Tarrico was a talent scout and recruiter for many of MCRRC’s events. He recruited Shulman to start directing races after he saw Shulman aid an overheated runner at the Riley’s Rumble Half Marathon.
“He told me it looked like I knew what I was doing,” Shulman said. “I had no idea what I was doing! I was just trying to make sure the guy was alright.”
Mike Acuna, another MCRRC past president and veteran race director, got the same encouragement as Tarrico mentored him to direct the Marathon in the Parks after Acuna had only directed a children’s race prior.
“He was able to give everyone a confidence that most people would say they had never earned,” he said. “But his words were so supportive. It was as simple as ‘you got this.’ He was always there, always ready with an answer, always ready to help out.”

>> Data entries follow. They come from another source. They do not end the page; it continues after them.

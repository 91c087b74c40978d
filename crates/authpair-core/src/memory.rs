//! In-memory credential store
//!
//! Suitable for development and tests. State lives for the lifetime of the
//! process and is shared through the `Arc` handed to the services.

use async_trait::async_trait;
use chrono::{DateTime, Utc};
use std::collections::HashMap;
use tokio::sync::RwLock;
use uuid::Uuid;

use crate::models::{normalize_email, NewUser, RefreshTokenRecord, User};
use crate::store::CredentialStore;
use crate::{CoreError, Result};

#[derive(Default)]
struct Inner {
    users: HashMap<Uuid, User>,
    /// normalized email -> user id
    emails: HashMap<String, Uuid>,
    refresh_tokens: HashMap<String, RefreshTokenRecord>,
}

/// Credential store backed by process memory
#[derive(Default)]
pub struct InMemoryCredentialStore {
    inner: RwLock<Inner>,
}

impl InMemoryCredentialStore {
    pub fn new() -> Self {
        Self::default()
    }

    /// Number of refresh-token records currently held
    pub async fn refresh_token_count(&self) -> usize {
        self.inner.read().await.refresh_tokens.len()
    }
}

#[async_trait]
impl CredentialStore for InMemoryCredentialStore {
    async fn insert_user(&self, user: NewUser) -> Result<User> {
        let mut inner = self.inner.write().await;
        let email = normalize_email(&user.email);

        if inner.emails.contains_key(&email) {
            return Err(CoreError::Conflict(format!("email {email} already registered")));
        }

        let user = NewUser { email, ..user }.into_user();
        inner.emails.insert(user.email.clone(), user.id);
        inner.users.insert(user.id, user.clone());

        Ok(user)
    }

    async fn find_user_by_email(&self, email: &str) -> Result<Option<User>> {
        let inner = self.inner.read().await;
        Ok(inner
            .emails
            .get(&normalize_email(email))
            .and_then(|id| inner.users.get(id))
            .cloned())
    }

    async fn find_user_by_id(&self, id: Uuid) -> Result<Option<User>> {
        Ok(self.inner.read().await.users.get(&id).cloned())
    }

    async fn insert_refresh_token(&self, record: RefreshTokenRecord) -> Result<()> {
        let mut inner = self.inner.write().await;

        if inner.refresh_tokens.contains_key(&record.token) {
            return Err(CoreError::Conflict("refresh token already stored".to_string()));
        }
        if !inner.users.contains_key(&record.user_id) {
            return Err(CoreError::NotFound(format!("user {}", record.user_id)));
        }

        inner.refresh_tokens.insert(record.token.clone(), record);
        Ok(())
    }

    async fn find_refresh_token(&self, token: &str) -> Result<Option<RefreshTokenRecord>> {
        Ok(self.inner.read().await.refresh_tokens.get(token).cloned())
    }

    async fn delete_refresh_token(&self, token: &str) -> Result<u64> {
        let removed = self.inner.write().await.refresh_tokens.remove(token);
        Ok(u64::from(removed.is_some()))
    }

    async fn delete_expired_refresh_tokens(&self, now: DateTime<Utc>) -> Result<u64> {
        let mut inner = self.inner.write().await;
        let before = inner.refresh_tokens.len();
        inner.refresh_tokens.retain(|_, record| !record.is_expired_at(now));
        Ok((before - inner.refresh_tokens.len()) as u64)
    }

    async fn health_check(&self) -> Result<()> {
        Ok(())
    }
}
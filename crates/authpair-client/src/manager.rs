//! Token manager: bearer attachment plus single refresh-and-retry

use crate::error::{ClientError, Result};
use crate::storage::{AccessTokenCell, RefreshTokenStore};
use crate::transport::{ApiRequest, ApiResponse, Transport};
use serde_json::{json, Value};
use std::sync::Arc;

pub const REFRESH_PATH: &str = "/auth/refresh";

/// Wraps a `Transport` with token bookkeeping
pub struct TokenManager {
    transport: Arc<dyn Transport>,
    access: AccessTokenCell,
    refresh: Arc<dyn RefreshTokenStore>,
}

impl TokenManager {
    pub fn new(transport: Arc<dyn Transport>, refresh: Arc<dyn RefreshTokenStore>) -> Self {
        Self {
            transport,
            access: AccessTokenCell::new(),
            refresh,
        }
    }

    pub fn transport(&self) -> &Arc<dyn Transport> {
        &self.transport
    }

    pub async fn access_token(&self) -> Option<String> {
        self.access.get().await
    }

    pub async fn refresh_token(&self) -> Result<Option<String>> {
        self.refresh.load().await
    }

    /// Store a freshly issued token pair
    pub async fn store_pair(&self, access_token: &str, refresh_token: &str) -> Result<()> {
        self.refresh.save(refresh_token).await?;
        self.access.set(access_token).await;
        Ok(())
    }

    /// Drop both tokens
    pub async fn clear(&self) -> Result<()> {
        self.access.clear().await;
        self.refresh.clear().await
    }

    /// Send without attaching credentials or retrying
    pub async fn send_public(&self, request: &ApiRequest) -> Result<ApiResponse> {
        self.transport.send(request).await
    }

    /// Send with the current access token
    ///
    /// A 401 on a request that has not been retried triggers one refresh and
    /// one replay. The replayed response is returned as-is, even if it is
    /// another 401.
    pub async fn execute(&self, mut request: ApiRequest) -> Result<ApiResponse> {
        if let Some(token) = self.access.get().await {
            request.set_bearer(&token);
        }

        let response = self.transport.send(&request).await?;
        if !response.is_unauthorized() || request.retried {
            return Ok(response);
        }

        request.retried = true;
        let token = self.renew_access_token().await?;
        request.set_bearer(&token);

        self.transport.send(&request).await
    }

    /// Exchange the stored refresh token for a new access token
    ///
    /// Any failure clears both tokens and yields `ReauthenticationRequired`.
    pub async fn renew_access_token(&self) -> Result<String> {
        let Some(refresh_token) = self.refresh.load().await? else {
            tracing::debug!("No refresh token stored");
            self.clear_after_failure().await;
            return Err(ClientError::ReauthenticationRequired);
        };

        // Straight to the transport so a 401 here can never recurse
        let request = ApiRequest::post(REFRESH_PATH, json!({ "refresh_token": refresh_token }));
        let access_token = match self.transport.send(&request).await {
            Ok(response) if response.is_success() => response
                .body
                .get("access_token")
                .and_then(Value::as_str)
                .map(str::to_owned),
            Ok(response) => {
                tracing::warn!(status = response.status, "Refresh rejected");
                None
            }
            Err(e) => {
                tracing::warn!(error = %e, "Refresh request failed");
                None
            }
        };

        match access_token {
            Some(token) => {
                self.access.set(token.clone()).await;
                Ok(token)
            }
            None => {
                self.clear_after_failure().await;
                Err(ClientError::ReauthenticationRequired)
            }
        }
    }

    async fn clear_after_failure(&self) {
        if let Err(e) = self.clear().await {
            tracing::warn!(error = %e, "Failed to clear stored tokens");
        }
    }
}
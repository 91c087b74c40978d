//! authpair API - REST server for the access/refresh token lifecycle
//!
//! Provides register/login/refresh/logout/profile endpoints over a pluggable
//! credential store.

pub mod auth;
pub mod error;
pub mod handlers;
pub mod routes;
pub mod state;

use axum::{
    http::{header, HeaderValue, Method},
    Router,
};
use state::AppState;
use std::sync::Arc;
use tower_http::{
    cors::{AllowOrigin, CorsLayer},
    trace::TraceLayer,
};
use utoipa::{
    openapi::security::{HttpAuthScheme, HttpBuilder, SecurityScheme},
    Modify, OpenApi,
};
use utoipa_swagger_ui::SwaggerUi;

/// OpenAPI document for the HTTP surface
#[derive(OpenApi)]
#[openapi(
    paths(
        handlers::auth::register_handler,
        handlers::auth::login_handler,
        handlers::auth::refresh_handler,
        handlers::auth::logout_handler,
        handlers::auth::profile_handler,
        handlers::health::health_check,
    ),
    components(schemas(
        auth::RegisterRequest,
        auth::LoginRequest,
        auth::RefreshRequest,
        auth::LogoutRequest,
        auth::AuthResponse,
        auth::RefreshResponse,
        auth::UserInfo,
        handlers::auth::LogoutResponse,
        handlers::health::HealthResponse,
        error::ApiError,
    )),
    modifiers(&SecurityAddon),
    tags(
        (name = "auth", description = "Token issuance and revocation"),
        (name = "health", description = "Service health"),
    )
)]
pub struct ApiDoc;

struct SecurityAddon;

impl Modify for SecurityAddon {
    fn modify(&self, openapi: &mut utoipa::openapi::OpenApi) {
        if let Some(components) = openapi.components.as_mut() {
            components.add_security_scheme(
                "bearer_auth",
                SecurityScheme::Http(
                    HttpBuilder::new()
                        .scheme(HttpAuthScheme::Bearer)
                        .bearer_format("JWT")
                        .build(),
                ),
            );
        }
    }
}

/// Build the CORS layer from configured origins
fn cors_layer(origins: &[String]) -> CorsLayer {
    let origins: Vec<HeaderValue> = origins
        .iter()
        .filter_map(|origin| match origin.parse() {
            Ok(value) => Some(value),
            Err(_) => {
                tracing::warn!(%origin, "Ignoring invalid CORS origin");
                None
            }
        })
        .collect();

    CorsLayer::new()
        .allow_origin(AllowOrigin::list(origins))
        .allow_methods([
            Method::GET,
            Method::POST,
            Method::PUT,
            Method::DELETE,
            Method::OPTIONS,
        ])
        .allow_headers([header::CONTENT_TYPE, header::AUTHORIZATION])
        .allow_credentials(true)
}

/// Create the application router
pub fn create_router(state: Arc<AppState>) -> Router {
    let cors = cors_layer(&state.config.server.cors_origins);

    Router::new()
        .merge(routes::auth_routes(state.clone()))
        .merge(routes::health_routes())
        .merge(SwaggerUi::new("/swagger-ui").url("/api-docs/openapi.json", ApiDoc::openapi()))
        .layer(TraceLayer::new_for_http())
        .layer(cors)
        .with_state(state)
}

/// In-memory application state with a light password work factor
#[cfg(any(test, feature = "test-utils"))]
pub fn test_state() -> Arc<AppState> {
    use authpair_core::{AppConfig, InMemoryCredentialStore};

    let state = AppState::new(AppConfig::default(), Arc::new(InMemoryCredentialStore::new()));
    let auth = state
        .auth
        .clone()
        .with_password_config(auth::PasswordConfig {
            memory_cost: 8192,
            time_cost: 1,
            parallelism: 1,
            output_len: Some(32),
        });

    Arc::new(state.with_auth_service(auth))
}

/// Router over `test_state()`
#[cfg(any(test, feature = "test-utils"))]
pub fn create_router_for_testing() -> Router {
    create_router(test_state())
}
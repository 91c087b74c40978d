/// Authentication middleware for protecting routes
///
/// Extracts and validates the bearer access token from the Authorization header.
/// On success, adds authenticated user information to request extensions.
use super::jwt::{Claims, JwtError, TokenType};
use crate::state::AppState;
use axum::{
    extract::{Request, State},
    http::{header, StatusCode},
    middleware::Next,
    response::{IntoResponse, Response},
};
use serde::{Deserialize, Serialize};
use std::sync::Arc;
use thiserror::Error;
use uuid::Uuid;

/// Authenticated user information extracted from an access token
///
/// Handlers extract it with `Extension<AuthenticatedUser>`.
#[derive(Debug, Clone, Serialize, Deserialize, PartialEq, Eq)]
pub struct AuthenticatedUser {
    /// User's unique identifier
    pub user_id: Uuid,
    /// User's email address
    pub email: String,
}

impl TryFrom<Claims> for AuthenticatedUser {
    type Error = JwtError;

    fn try_from(claims: Claims) -> Result<Self, Self::Error> {
        Ok(Self {
            user_id: claims.user_id()?,
            email: claims.email,
        })
    }
}

/// Authentication middleware errors
#[derive(Debug, Error)]
pub enum AuthError {
    #[error("Missing Authorization header")]
    MissingAuthHeader,

    #[error("Invalid Authorization header format")]
    InvalidAuthHeader,

    #[error("Invalid token: {0}")]
    InvalidToken(#[from] JwtError),
}

impl IntoResponse for AuthError {
    fn into_response(self) -> Response {
        let message = match self {
            AuthError::MissingAuthHeader => "Missing Authorization header",
            AuthError::InvalidAuthHeader => "Invalid Authorization header format",
            AuthError::InvalidToken(_) => "Invalid or expired token",
        };

        let body = serde_json::json!({
            "code": "UNAUTHORIZED",
            "message": message,
        });

        (StatusCode::UNAUTHORIZED, axum::Json(body)).into_response()
    }
}

/// Pull the token out of a `Bearer <token>` header value
pub fn bearer_token(header_value: &str) -> Option<&str> {
    header_value
        .strip_prefix("Bearer ")
        .map(str::trim)
        .filter(|token| !token.is_empty())
}

/// Authentication middleware that requires a valid access token
///
/// # Usage
///
/// ```ignore
/// use axum::{Router, routing::get, middleware};
/// use authpair_api::auth::middleware::auth_middleware;
///
/// let app = Router::new()
///     .route("/auth/profile", get(profile_handler))
///     .route_layer(middleware::from_fn_with_state(state.clone(), auth_middleware));
/// ```
pub async fn auth_middleware(
    State(state): State<Arc<AppState>>,
    mut request: Request,
    next: Next,
) -> Result<Response, AuthError> {
    let auth_header = request
        .headers()
        .get(header::AUTHORIZATION)
        .ok_or(AuthError::MissingAuthHeader)?
        .to_str()
        .map_err(|_| AuthError::InvalidAuthHeader)?;

    let token = bearer_token(auth_header).ok_or(AuthError::InvalidAuthHeader)?;

    let claims = state.tokens.verify_as(token, TokenType::Access).map_err(|e| {
        tracing::debug!(error = %e, "Rejected access token");
        AuthError::InvalidToken(e)
    })?;

    let user = AuthenticatedUser::try_from(claims)?;
    request.extensions_mut().insert(user);

    Ok(next.run(request).await)
}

Acuna was hard pressed to remember a marathon that Tarrico himself directed, but noted he was more comfortable working behind the scenes.
“I don’t think there’s a race director in this club who didn’t learn from him,” he said.
Ashley Zuraf, MCRRC’s director of operations, broadened that.
“We wouldn’t have had a club without George,” she said. “I haven’t made a decision for the club that hasn’t been influenced by something he’s taught me or told me.”
After a career as a Navy helicopter pilot, with two tours of duty performing search and rescue operations in Vietnam, and in foreign military sales both in and out of the military, he owned a small import/export company in Rockville.
“I was never sure what he did because whenever he said he was an importer/exporter, he said it in a way that sounded like he was making a Seinfeld reference,” Acuna said.
Tarrico joined MCRRC in the early ’90s and he and his wife Marina soon became friends with Patti Rich and her late husband, Jim.
“He was just a damned nice human being,” Patti Rich said. “I was describing him to a friend of mine and she said ‘he was a sunbeam.’ That was a beautiful and poetic way to put it. He made everything brighter.”
He carried a disarming manner that could calm down irate drivers who wanted to cross a road race course, she said.
“People don’t usually volunteer to direct traffic, but he would,” she said. “Nothing flustered him.”
Stewart seconded that.
“He approached everything with a wry sense of humor, which was often what a difficult situation requires,” he said.
Tarrico’s tutelage has helped staff MCRRC with dozens of trained race directors and volunteers, but Zuraf said even when those volunteers had their affairs in order, he would always add something extra.
“You could always count on him to show up with bagels from Izes,” she said. “There will never be another volunteer like George.”
“If you were in this club and you didn’t know George, that was your fault,” he said.